Suiez les lieux de délectacion,
Soiez joieux sanz le cuer esmouvoir ;
Feu net et cler de genèvre en saison,
Ou jeune bois, faictes en chambre ardoir ;
D'eaues roses vous devez pourveoir,
Odeurs porter, robes plaisans, joyaulx ;
Joye mener, converser entre ceaulx
Que vous amez, et eulx vous ensement,
Et vous gardez des faiz luxuriaux,
Se vous voulez vie avoir longuement.
Prince, encor fault faire purgacion
Sanz différer l'évacuacion
Que chascun doit avoir naturelment,
User d'eaue de bonne région,
Ou flums courans, par modéracion ,
Se vous voulez vie avoir longuement.
Ballade
Sur l’épidémie.
Qui veult son corps en santé maintenir,
Et résister à mort d'épidémie,
Il doit courroux et tristesce fuir ;
Laissier le lieu où est la maladie,
Et fréquenter joieuse compaignie ;
Boire bon vin, nette viande user ;
Port bonne odour contre la punaisie,
Et ne voist hors s'il ne fait bel et cler.
Jeun estomac ne se doit point partir,
Boire matin, et mener sobre vie,
Face cler feu en sa chambre tenir ;
De femme avoir ne li souviengne mie ;
Bains, estuves à son povoir dénie,
Car les humeurs font mouvoir et troubler ;
Soit bien vestus, ait toudis chière lie,
Et ne voist hors s'il ne fait bel et cler.

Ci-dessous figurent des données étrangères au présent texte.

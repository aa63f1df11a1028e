//! End-to-end generation into a temporary project tree

use std::path::Path;

use cabinet_gen::catalog::Catalog;
use cabinet_gen::{GenerateOptions, class_output_path, generate};
use cabinet_shared::GeneratorConfig;
use serde_json::json;
use tempfile::tempdir;

const SOURCE: &str = "public/assets/models/freecad/TS_700_500_250";

fn write_schema(dir: &Path, name: &str, schema: serde_json::Value) {
    std::fs::write(dir.join(name), serde_json::to_string(&schema).unwrap()).unwrap();
}

fn project(root: &Path) {
    let source = root.join(SOURCE);
    std::fs::create_dir_all(&source).unwrap();
    write_schema(
        &source,
        "body_700_500_250.json",
        json!({ "vertices": [0.35, 0.5, 0.125, -0.35, 0.0, -0.125] }),
    );
    write_schema(
        &source,
        "door_700_500_250.json",
        json!({ "objects": [{ "geometry": { "vertices": [[0.35, 0.5, 0.25]] } }] }),
    );
    // Broken component is skipped
    std::fs::write(source.join("broken.json"), "{ not json").unwrap();
    std::fs::write(source.join("notes.txt"), "ignored").unwrap();
}

fn options(root: &Path) -> GenerateOptions {
    GenerateOptions {
        source: SOURCE.into(),
        project_root: root.to_path_buf(),
        class_name: None,
        update_catalog: true,
        dry_run: false,
    }
}

#[test]
fn test_generate_class_and_catalog() {
    let dir = tempdir().unwrap();
    project(dir.path());
    let config = GeneratorConfig::default();

    let generated = generate(&options(dir.path()), &config).unwrap();
    assert_eq!(generated.class_name, "TS_700_500_250");
    let names: Vec<&str> = generated
        .components
        .iter()
        .map(|c| c.var_name.as_str())
        .collect();
    assert_eq!(names, ["body_700_500_250", "broken", "door_700_500_250"]);
    assert_eq!(generated.dimensions.width, 350);
    assert_eq!(generated.dimensions.height, 500);
    assert_eq!(generated.dimensions.depth, 250);

    let output = dir
        .path()
        .join("public/js/cabinets/TS_700_500_250/TS_700_500_250.js");
    assert_eq!(generated.output, output);
    let code = std::fs::read_to_string(&output).unwrap();
    assert!(code.contains("export class TS_700_500_250 {"));
    assert!(code.contains("`${basePath}/TS_700_500_250/door_700_500_250.json`"));
    assert!(code.contains("this.components['door_700_500_250'] = await this.loader.load("));

    let catalog = Catalog::load(&dir.path().join(config.catalog)).unwrap();
    assert_eq!(catalog.ids().collect::<Vec<_>>(), ["TS_700_500_250"]);
    assert_eq!(catalog.cabinets[0]["dimensions"]["width"], 350);
}

#[test]
fn test_regenerate_replaces_catalog_entry() {
    let dir = tempdir().unwrap();
    project(dir.path());
    let config = GeneratorConfig::default();

    generate(&options(dir.path()), &config).unwrap();
    generate(&options(dir.path()), &config).unwrap();

    let catalog = Catalog::load(&dir.path().join(config.catalog)).unwrap();
    assert_eq!(catalog.cabinets.len(), 1);
}

#[test]
fn test_dry_run_writes_nothing() {
    let dir = tempdir().unwrap();
    project(dir.path());
    let config = GeneratorConfig::default();
    let options = GenerateOptions {
        dry_run: true,
        class_name: Some("Compact".to_string()),
        ..options(dir.path())
    };

    let generated = generate(&options, &config).unwrap();
    assert!(generated.code.contains("export class Compact {"));
    assert!(generated.catalog.is_none());
    assert!(!class_output_path(dir.path(), &config, "Compact").exists());
    assert!(!dir.path().join(&config.catalog).exists());
}

#[test]
fn test_no_catalog() {
    let dir = tempdir().unwrap();
    project(dir.path());
    let config = GeneratorConfig::default();
    let options = GenerateOptions {
        update_catalog: false,
        ..options(dir.path())
    };

    let generated = generate(&options, &config).unwrap();
    assert!(generated.output.exists());
    assert!(!dir.path().join(&config.catalog).exists());
}

#[test]
fn test_empty_or_missing_folder_is_error() {
    let dir = tempdir().unwrap();
    let config = GeneratorConfig::default();
    assert!(generate(&options(dir.path()), &config).is_err());

    std::fs::create_dir_all(dir.path().join(SOURCE)).unwrap();
    let err = generate(&options(dir.path()), &config).unwrap_err();
    assert!(err.to_string().contains("No JSON component files"));
}

#[test]
fn test_invalid_class_name_is_error() {
    let dir = tempdir().unwrap();
    project(dir.path());
    let options = GenerateOptions {
        class_name: Some("700-cabinet".to_string()),
        ..options(dir.path())
    };
    assert!(generate(&options, &GeneratorConfig::default()).is_err());
}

De grosses chars et de choulz abstenir
Et de tous fruiz se doit-on en partie,
Cler vin avoir ; sa poulaille rostir,
Connins, perdriz, et pour espicerie,
Canelle avoir, safran, gingembre, et prie ;
Tout d'aigrevin et vergus destremper ;
Dormir au main : ce régime n'oublie,
Et ne voist hors s'il ne fait bel et cler.
Autre ballade
qui moustre les causes et raisons dont vient
l'epidemie
L'air corrompu, la terre venimeuse,
Les corps infects en cymetiere, et mors
En my les champs, en guerre doleureuse,
Chambres coyes ou est li amas ors
D'infections, de puours de dehors
Qu'om fait aux champs, es villes, es chasteaulx
D'ordures grans, de fians par monceaulx,
D'immondices qu'om art, dont c'est folie,
Du mauvais air corrrumpu, de pourceaulx,
Font en mains lieux causer l'epidemie.
La bouche avoir gloute, vie oultrageuse,
Boire et mangier sanz appetit du corps,
Longue seoir a table est perilleuse
Chose, et de mes pluseurs faire rappors,
Et trop salé cerf, vaches, buefs et pors,
Tanche, anguille, congre, tous bestiaulx,
Poissons de mer, lestages , fruiz, poreaulx,
Oingnons et aulx, gros vin trouble en sa lie,
Dur pain mangier et sanz levain gasteaux,
Font en maint lieu causer l'epidemie.
Vivre d'eaues de terre marcageuse,
Estre au gros air quant li brouillas est fors,
Trop main lever, vie luxurieuse,
Sanz mouvement soy courcier est la mors.
Trop chaut, trop froit quant sont ouvers les pors,
Estuves, baings frequenter entre ceaulx
Qui sont infects gens, pourris et meseaulx,
Gendrent a maint semblable maladie,
Et telz choses en ces cas principaulx
Font en mains lieux causer l'epidemie.
Prince, bon fait ces cas especiaulx
Pour sa santé, et outrageux travaulx
Fuir du tout ou du moins en partie.
Que l'en s'espurge, et qu'om se teingne chaux,
Car non garder son corps par telz deffaulx
Font en mains lieux causer l'epidemie.
Je ne vois amie n'amie
Ni personne qui bien die ;
Toute liesse défaut,
Tous cœurs ont pris par assaut
Tristesse et mélancolie.
(...)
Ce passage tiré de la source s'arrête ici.